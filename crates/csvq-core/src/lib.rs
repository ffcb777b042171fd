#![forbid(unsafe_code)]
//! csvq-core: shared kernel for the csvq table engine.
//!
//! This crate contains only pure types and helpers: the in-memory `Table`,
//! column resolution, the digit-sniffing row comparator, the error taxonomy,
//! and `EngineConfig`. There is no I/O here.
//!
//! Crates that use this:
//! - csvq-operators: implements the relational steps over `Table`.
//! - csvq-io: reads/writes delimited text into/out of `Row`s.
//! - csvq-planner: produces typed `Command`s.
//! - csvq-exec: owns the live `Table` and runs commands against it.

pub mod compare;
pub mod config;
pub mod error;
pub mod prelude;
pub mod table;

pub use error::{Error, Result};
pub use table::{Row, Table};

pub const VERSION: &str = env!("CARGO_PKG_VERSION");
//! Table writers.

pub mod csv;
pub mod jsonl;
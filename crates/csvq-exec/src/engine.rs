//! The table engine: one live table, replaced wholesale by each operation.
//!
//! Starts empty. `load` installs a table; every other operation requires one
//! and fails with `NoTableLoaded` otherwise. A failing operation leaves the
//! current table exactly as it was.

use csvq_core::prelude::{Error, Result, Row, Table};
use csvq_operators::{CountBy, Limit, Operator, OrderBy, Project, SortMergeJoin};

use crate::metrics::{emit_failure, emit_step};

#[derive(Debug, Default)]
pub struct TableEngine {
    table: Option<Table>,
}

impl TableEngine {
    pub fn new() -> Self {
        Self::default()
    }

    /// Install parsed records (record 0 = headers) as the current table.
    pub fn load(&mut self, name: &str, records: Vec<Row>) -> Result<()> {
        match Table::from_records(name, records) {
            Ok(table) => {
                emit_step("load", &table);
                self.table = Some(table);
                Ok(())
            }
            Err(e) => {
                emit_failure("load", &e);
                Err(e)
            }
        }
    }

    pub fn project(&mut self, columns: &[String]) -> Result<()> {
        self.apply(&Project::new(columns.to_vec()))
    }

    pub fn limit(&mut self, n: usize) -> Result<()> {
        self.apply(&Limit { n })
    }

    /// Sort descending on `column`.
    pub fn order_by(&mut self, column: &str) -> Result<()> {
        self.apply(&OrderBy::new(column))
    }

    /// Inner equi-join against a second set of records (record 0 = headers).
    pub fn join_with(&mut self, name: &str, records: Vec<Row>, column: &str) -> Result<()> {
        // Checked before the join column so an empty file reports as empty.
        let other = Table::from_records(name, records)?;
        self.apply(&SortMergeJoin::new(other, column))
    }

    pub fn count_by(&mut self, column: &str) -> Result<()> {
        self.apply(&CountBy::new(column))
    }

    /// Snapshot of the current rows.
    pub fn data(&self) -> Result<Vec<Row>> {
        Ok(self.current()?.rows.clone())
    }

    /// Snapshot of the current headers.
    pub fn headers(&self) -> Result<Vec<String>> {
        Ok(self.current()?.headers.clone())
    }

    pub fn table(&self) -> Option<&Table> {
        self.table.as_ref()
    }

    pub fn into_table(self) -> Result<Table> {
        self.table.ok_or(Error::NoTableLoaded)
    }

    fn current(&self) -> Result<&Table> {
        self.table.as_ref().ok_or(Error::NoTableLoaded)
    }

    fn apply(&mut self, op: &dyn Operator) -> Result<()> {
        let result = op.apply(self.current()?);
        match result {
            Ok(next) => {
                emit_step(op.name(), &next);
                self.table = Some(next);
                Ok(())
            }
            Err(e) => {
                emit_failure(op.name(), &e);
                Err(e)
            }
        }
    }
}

--- --- ---

TASK TO COMPLETE: Return a word-for-word copy of the lines above from the one holding "pub mod csv;" through the one holding "pub fn limit(&mut", with both of them included and nothing besides.

FINISHED TASK:
pub mod csv;
pub mod jsonl;
filename crates/csvq-exec/src/engine.rs
//! The table engine: one live table, replaced wholesale by each operation.
//!
//! Starts empty. `load` installs a table; every other operation requires one
//! and fails with `NoTableLoaded` otherwise. A failing operation leaves the
//! current table exactly as it was.

use csvq_core::prelude::{Error, Result, Row, Table};
use csvq_operators::{CountBy, Limit, Operator, OrderBy, Project, SortMergeJoin};

use crate::metrics::{emit_failure, emit_step};

#[derive(Debug, Default)]
pub struct TableEngine {
    table: Option<Table>,
}

impl TableEngine {
    pub fn new() -> Self {
        Self::default()
    }

    /// Install parsed records (record 0 = headers) as the current table.
    pub fn load(&mut self, name: &str, records: Vec<Row>) -> Result<()> {
        match Table::from_records(name, records) {
            Ok(table) => {
                emit_step("load", &table);
                self.table = Some(table);
                Ok(())
            }
            Err(e) => {
                emit_failure("load", &e);
                Err(e)
            }
        }
    }

    pub fn project(&mut self, columns: &[String]) -> Result<()> {
        self.apply(&Project::new(columns.to_vec()))
    }

    pub fn limit(&mut self, n: usize) -> Result<()> {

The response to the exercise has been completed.